Prompt> Please give the number of lines in the records below that include "pools", with no other output.
(Supplied material Opens)
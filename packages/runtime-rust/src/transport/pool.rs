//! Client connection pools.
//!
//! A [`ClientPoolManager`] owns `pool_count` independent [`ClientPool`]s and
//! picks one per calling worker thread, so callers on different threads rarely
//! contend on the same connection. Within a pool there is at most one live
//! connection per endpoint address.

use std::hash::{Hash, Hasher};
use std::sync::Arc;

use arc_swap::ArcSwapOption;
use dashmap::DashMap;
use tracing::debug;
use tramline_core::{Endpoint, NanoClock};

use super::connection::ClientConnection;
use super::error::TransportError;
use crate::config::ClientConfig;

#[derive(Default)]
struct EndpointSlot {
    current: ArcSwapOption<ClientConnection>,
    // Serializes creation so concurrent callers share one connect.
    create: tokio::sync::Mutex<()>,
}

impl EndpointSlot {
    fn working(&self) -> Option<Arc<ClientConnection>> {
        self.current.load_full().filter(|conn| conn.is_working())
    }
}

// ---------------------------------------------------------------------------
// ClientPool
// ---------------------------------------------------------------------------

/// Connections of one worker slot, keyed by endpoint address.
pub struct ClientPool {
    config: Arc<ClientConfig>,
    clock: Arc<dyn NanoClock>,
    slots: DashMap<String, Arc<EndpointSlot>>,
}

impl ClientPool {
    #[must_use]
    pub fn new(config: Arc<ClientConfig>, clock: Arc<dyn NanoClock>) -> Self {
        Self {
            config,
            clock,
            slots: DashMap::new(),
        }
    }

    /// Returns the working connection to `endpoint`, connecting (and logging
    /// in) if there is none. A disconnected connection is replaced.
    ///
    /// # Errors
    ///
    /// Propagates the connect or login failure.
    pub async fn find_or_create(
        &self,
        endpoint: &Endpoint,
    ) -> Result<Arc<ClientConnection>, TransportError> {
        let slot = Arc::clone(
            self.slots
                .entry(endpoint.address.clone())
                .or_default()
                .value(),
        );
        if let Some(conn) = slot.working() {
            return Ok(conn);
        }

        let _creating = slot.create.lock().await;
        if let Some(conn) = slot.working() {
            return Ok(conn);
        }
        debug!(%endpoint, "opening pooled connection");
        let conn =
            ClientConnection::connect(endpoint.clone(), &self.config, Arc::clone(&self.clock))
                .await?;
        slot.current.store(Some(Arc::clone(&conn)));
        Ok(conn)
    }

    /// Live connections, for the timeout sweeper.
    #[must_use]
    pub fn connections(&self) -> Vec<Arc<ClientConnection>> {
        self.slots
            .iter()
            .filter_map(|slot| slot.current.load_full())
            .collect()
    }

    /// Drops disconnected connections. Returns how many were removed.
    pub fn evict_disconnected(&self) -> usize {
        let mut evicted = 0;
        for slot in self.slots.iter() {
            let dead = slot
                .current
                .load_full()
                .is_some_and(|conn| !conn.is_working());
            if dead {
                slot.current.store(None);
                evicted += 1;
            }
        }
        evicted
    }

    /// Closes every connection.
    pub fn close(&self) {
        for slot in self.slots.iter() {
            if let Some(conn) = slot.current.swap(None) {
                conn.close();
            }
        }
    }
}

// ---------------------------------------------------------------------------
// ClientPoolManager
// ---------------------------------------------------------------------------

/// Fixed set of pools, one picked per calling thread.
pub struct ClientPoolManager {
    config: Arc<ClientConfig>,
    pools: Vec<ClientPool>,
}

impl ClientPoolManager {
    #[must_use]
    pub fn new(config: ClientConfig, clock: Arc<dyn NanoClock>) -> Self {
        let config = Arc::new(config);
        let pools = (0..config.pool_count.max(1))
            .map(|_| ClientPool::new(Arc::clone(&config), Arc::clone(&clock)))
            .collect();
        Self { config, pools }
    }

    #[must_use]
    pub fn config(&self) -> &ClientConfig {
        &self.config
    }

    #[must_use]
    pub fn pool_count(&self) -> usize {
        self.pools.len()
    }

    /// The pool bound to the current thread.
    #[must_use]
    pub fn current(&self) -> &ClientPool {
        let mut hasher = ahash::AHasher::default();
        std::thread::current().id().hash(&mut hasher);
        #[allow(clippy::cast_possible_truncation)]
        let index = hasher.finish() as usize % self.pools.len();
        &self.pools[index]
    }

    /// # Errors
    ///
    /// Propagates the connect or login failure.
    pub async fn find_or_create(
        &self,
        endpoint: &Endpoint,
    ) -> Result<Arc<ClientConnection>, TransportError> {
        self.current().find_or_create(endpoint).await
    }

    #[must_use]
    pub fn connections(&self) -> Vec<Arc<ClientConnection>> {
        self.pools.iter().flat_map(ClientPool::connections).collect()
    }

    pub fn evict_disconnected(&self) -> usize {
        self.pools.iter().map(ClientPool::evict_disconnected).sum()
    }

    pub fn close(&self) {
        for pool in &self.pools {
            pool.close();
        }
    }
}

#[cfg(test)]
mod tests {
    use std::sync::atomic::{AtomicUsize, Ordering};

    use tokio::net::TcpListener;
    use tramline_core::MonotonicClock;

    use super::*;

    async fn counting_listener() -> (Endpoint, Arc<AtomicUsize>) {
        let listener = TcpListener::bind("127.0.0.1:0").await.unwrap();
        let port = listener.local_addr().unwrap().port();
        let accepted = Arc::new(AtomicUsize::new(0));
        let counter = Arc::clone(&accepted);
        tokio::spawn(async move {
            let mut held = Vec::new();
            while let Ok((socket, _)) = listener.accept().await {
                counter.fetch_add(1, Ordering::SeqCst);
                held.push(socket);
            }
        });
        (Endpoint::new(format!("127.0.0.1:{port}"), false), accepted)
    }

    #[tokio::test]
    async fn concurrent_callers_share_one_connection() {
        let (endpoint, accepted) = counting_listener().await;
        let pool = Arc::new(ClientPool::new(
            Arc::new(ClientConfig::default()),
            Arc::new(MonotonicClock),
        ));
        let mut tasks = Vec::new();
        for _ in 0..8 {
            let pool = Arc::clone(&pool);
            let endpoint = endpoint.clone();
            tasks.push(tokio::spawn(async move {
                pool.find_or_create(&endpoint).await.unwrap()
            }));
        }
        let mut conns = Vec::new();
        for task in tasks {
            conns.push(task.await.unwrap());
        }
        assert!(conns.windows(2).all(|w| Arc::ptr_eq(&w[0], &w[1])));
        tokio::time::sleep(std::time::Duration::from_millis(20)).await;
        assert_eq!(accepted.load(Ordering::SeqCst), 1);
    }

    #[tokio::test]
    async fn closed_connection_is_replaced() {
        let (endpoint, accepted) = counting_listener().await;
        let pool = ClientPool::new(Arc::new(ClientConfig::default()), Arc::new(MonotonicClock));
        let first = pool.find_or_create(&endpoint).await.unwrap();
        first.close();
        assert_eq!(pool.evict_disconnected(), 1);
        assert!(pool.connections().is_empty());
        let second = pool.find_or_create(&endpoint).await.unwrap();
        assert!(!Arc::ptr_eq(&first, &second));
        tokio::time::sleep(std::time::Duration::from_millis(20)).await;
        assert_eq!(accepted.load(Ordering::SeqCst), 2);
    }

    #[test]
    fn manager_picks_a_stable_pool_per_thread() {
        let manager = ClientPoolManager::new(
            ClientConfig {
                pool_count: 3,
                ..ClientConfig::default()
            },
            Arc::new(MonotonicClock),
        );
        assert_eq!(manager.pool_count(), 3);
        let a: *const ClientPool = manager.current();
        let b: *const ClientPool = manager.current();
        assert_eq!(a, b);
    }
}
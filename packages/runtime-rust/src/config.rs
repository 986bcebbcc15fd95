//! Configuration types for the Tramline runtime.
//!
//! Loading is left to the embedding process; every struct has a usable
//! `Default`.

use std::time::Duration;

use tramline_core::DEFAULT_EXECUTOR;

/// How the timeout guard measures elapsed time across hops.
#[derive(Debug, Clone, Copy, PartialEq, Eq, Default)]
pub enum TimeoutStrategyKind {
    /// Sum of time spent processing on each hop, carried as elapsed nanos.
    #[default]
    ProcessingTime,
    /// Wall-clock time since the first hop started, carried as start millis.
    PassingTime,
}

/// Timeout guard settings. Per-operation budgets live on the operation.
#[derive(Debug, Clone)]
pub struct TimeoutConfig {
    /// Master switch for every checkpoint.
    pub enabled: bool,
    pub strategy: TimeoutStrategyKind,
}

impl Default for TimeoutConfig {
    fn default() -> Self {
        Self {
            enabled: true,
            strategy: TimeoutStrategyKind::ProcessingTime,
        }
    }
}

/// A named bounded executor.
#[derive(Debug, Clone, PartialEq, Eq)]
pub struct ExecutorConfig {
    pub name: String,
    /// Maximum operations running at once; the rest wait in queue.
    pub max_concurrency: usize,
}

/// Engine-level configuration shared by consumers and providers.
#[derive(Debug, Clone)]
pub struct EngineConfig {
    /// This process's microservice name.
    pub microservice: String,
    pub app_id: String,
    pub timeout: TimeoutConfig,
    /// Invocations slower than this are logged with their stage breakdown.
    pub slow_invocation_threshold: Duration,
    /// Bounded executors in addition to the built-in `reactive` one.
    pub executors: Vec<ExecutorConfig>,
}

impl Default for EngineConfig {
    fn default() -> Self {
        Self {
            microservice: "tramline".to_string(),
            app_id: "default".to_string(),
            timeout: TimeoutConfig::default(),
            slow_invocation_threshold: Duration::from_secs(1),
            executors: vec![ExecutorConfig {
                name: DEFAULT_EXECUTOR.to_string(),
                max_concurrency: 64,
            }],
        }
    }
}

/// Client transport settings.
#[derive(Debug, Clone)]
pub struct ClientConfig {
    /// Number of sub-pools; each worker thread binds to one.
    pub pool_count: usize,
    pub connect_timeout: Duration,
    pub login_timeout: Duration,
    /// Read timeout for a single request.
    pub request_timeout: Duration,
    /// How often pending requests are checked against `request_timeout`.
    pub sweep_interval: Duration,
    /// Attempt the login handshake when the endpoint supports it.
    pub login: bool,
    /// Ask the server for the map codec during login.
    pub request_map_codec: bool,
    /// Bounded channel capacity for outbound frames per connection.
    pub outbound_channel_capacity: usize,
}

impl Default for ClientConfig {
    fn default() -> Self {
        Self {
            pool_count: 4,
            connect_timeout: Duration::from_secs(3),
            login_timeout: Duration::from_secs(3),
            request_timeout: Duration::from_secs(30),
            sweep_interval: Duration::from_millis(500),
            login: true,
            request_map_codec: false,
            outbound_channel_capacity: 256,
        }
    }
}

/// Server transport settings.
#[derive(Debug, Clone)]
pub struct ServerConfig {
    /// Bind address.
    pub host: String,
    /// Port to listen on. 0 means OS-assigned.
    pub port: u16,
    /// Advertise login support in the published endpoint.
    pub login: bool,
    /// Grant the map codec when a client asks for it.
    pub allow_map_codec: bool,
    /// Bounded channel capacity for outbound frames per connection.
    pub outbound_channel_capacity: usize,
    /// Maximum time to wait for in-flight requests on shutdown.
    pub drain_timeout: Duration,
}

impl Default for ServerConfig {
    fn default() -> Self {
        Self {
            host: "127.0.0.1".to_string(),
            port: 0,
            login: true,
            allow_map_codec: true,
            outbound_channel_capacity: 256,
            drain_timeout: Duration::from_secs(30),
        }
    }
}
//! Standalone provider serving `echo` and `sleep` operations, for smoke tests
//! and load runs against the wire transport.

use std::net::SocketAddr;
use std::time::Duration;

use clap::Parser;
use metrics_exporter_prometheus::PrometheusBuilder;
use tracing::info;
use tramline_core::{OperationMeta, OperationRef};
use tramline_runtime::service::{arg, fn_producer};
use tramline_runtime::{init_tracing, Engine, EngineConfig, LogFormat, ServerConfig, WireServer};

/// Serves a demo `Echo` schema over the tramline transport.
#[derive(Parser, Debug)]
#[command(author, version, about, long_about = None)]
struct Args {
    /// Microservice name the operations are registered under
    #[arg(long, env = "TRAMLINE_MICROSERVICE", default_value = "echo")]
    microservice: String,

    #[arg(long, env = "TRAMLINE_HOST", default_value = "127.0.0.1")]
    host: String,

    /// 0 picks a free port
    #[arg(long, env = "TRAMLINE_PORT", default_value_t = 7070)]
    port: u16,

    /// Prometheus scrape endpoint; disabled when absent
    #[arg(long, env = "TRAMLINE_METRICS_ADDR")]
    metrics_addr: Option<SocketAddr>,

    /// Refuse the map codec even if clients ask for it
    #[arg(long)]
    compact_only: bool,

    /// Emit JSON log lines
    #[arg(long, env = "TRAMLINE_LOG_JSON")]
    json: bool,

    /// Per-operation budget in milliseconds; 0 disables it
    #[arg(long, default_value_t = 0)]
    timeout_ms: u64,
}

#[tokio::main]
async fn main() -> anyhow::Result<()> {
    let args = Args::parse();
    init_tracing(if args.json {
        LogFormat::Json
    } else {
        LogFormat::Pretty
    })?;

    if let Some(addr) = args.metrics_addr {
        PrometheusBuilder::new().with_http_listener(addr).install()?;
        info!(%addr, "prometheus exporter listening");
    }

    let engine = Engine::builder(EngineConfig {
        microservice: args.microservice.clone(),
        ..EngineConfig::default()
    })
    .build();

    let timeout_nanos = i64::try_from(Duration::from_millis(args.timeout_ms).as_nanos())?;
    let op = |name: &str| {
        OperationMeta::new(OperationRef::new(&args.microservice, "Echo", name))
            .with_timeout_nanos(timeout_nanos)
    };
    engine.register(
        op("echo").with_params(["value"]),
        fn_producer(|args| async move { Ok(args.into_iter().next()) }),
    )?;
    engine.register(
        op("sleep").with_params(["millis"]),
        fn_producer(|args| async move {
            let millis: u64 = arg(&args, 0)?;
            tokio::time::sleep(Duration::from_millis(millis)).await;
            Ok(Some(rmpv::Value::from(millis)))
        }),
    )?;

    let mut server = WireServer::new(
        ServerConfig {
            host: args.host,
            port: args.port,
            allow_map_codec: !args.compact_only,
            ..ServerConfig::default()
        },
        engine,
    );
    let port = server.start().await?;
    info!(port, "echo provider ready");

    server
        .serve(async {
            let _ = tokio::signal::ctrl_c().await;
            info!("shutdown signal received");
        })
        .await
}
(Supplied material Closes)
Answer below> 12